> _WHAT YOU SHOULD DO_: Could you print out every entry, character for character?

DATA EXCERPTS Start Marker

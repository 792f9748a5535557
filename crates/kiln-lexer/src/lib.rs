//! Kiln lexer: converts source text into a token stream.
//!
//! Lexing never fails outright. Malformed input is reported through the
//! returned diagnostics and the token stream always ends with `Eof`.

pub mod lexer;
pub mod token;

pub use lexer::{LexResult, Lexer};
pub use token::{Token, TokenKind, ALL_KEYWORDS};
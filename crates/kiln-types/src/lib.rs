//! Shared types for the Kiln compile-and-run pipeline.
//!
//! This crate defines the AST node types, source spans, diagnostics,
//! library references and the node traversal used by every later stage.

mod diagnostic;
mod reference;
mod span;
pub mod ast;
pub mod visit;

pub use diagnostic::{
    Diagnostic, DiagnosticCategory, DiagnosticCode, Diagnostics, Severity, MAX_ERRORS,
};
pub use reference::{LibraryReference, ReferenceSet};
pub use span::{SourceFile, Span};

/// Platform line terminator appended by `println`.
#[cfg(windows)]
pub const LINE_TERMINATOR: &str = "\r\n";
/// Platform line terminator appended by `println`.
#[cfg(not(windows))]
pub const LINE_TERMINATOR: &str = "\n";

DATA EXCERPTS End Marker

> _SOLUTION BELOW_:
repository 792f9748a5535557
filename crates/kiln-lexer/src/lib.rs
//! Kiln lexer: converts source text into a token stream.
//!
//! Lexing never fails outright. Malformed input is reported through the
//! returned diagnostics and the token stream always ends with `Eof`.

pub mod lexer;
pub mod token;

pub use lexer::{LexResult, Lexer};
pub use token::{Token, TokenKind, ALL_KEYWORDS};
filename crates/kiln-types/src/lib.rs
//! Shared types for the Kiln compile-and-run pipeline.
//!
//! This crate defines the AST node types, source spans, diagnostics,
//! library references and the node traversal used by every later stage.

mod diagnostic;
mod reference;
mod span;
pub mod ast;
pub mod visit;

pub use diagnostic::{
    Diagnostic, DiagnosticCategory, DiagnosticCode, Diagnostics, Severity, MAX_ERRORS,
};
pub use reference::{LibraryReference, ReferenceSet};
pub use span::{SourceFile, Span};

/// Platform line terminator appended by `println`.
#[cfg(windows)]
pub const LINE_TERMINATOR: &str = "\r\n";
/// Platform line terminator appended by `println`.
#[cfg(not(windows))]
pub const LINE_TERMINATOR: &str = "\n";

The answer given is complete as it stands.